**PROBLEM**
Lines of the listing that contain "Extraction" need to be copied.
Top of RAW DATA
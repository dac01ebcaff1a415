// locale-gate-core/src/runtime/placeholders.rs
// ============================================================================
// Module: Placeholder Extraction
// Description: Structural collection of placeholder identities from a tree.
// Purpose: Produce the placeholder set a message needs at render time.
// Dependencies: crate::core, msg-grammar
// ============================================================================

//! ## Overview
//! Extraction is a structural walk over the parsed tree, never a text scan:
//! placeholder-looking sequences inside literal text stay literal, and case
//! labels (`one`, `other`, select case names) are never mistaken for
//! placeholders. Plural and select constructs contribute their controlling
//! variable exactly once regardless of how many branches reference it.

// ============================================================================
// SECTION: Imports
// ============================================================================

use std::collections::BTreeSet;

use msg_grammar::MessageNode;

use crate::core::Placeholder;

// ============================================================================
// SECTION: Extraction
// ============================================================================

/// Collects the distinct placeholder identities referenced by a message.
#[must_use]
pub fn extract_placeholders(nodes: &[MessageNode]) -> BTreeSet<Placeholder> {
    let mut placeholders = BTreeSet::new();
    collect(nodes, &mut placeholders);
    placeholders
}

/// Recursive walk accumulating placeholder identities.
fn collect(nodes: &[MessageNode], placeholders: &mut BTreeSet<Placeholder>) {
    for node in nodes {
        match node {
            MessageNode::Text(_) => {}
            MessageNode::Argument {
                name,
            }
            | MessageNode::TypedArgument {
                name, ..
            } => {
                placeholders.insert(Placeholder::argument(name.clone()));
            }
            MessageNode::Plural {
                variable,
                cases,
                ..
            }
            | MessageNode::Select {
                variable,
                cases,
            } => {
                placeholders.insert(Placeholder::argument(variable.clone()));
                for case in cases {
                    collect(&case.body, placeholders);
                }
            }
            MessageNode::Tag {
                name,
                children,
                ..
            } => {
                placeholders.insert(Placeholder::tag(name.clone()));
                collect(children, placeholders);
            }
        }
    }
}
Bottom of RAW DATA
**RESULT OF THE TASK**
// Module: Placeholder Extraction
//! Extraction is a structural walk over the parsed tree, never a text scan:
// SECTION: Extraction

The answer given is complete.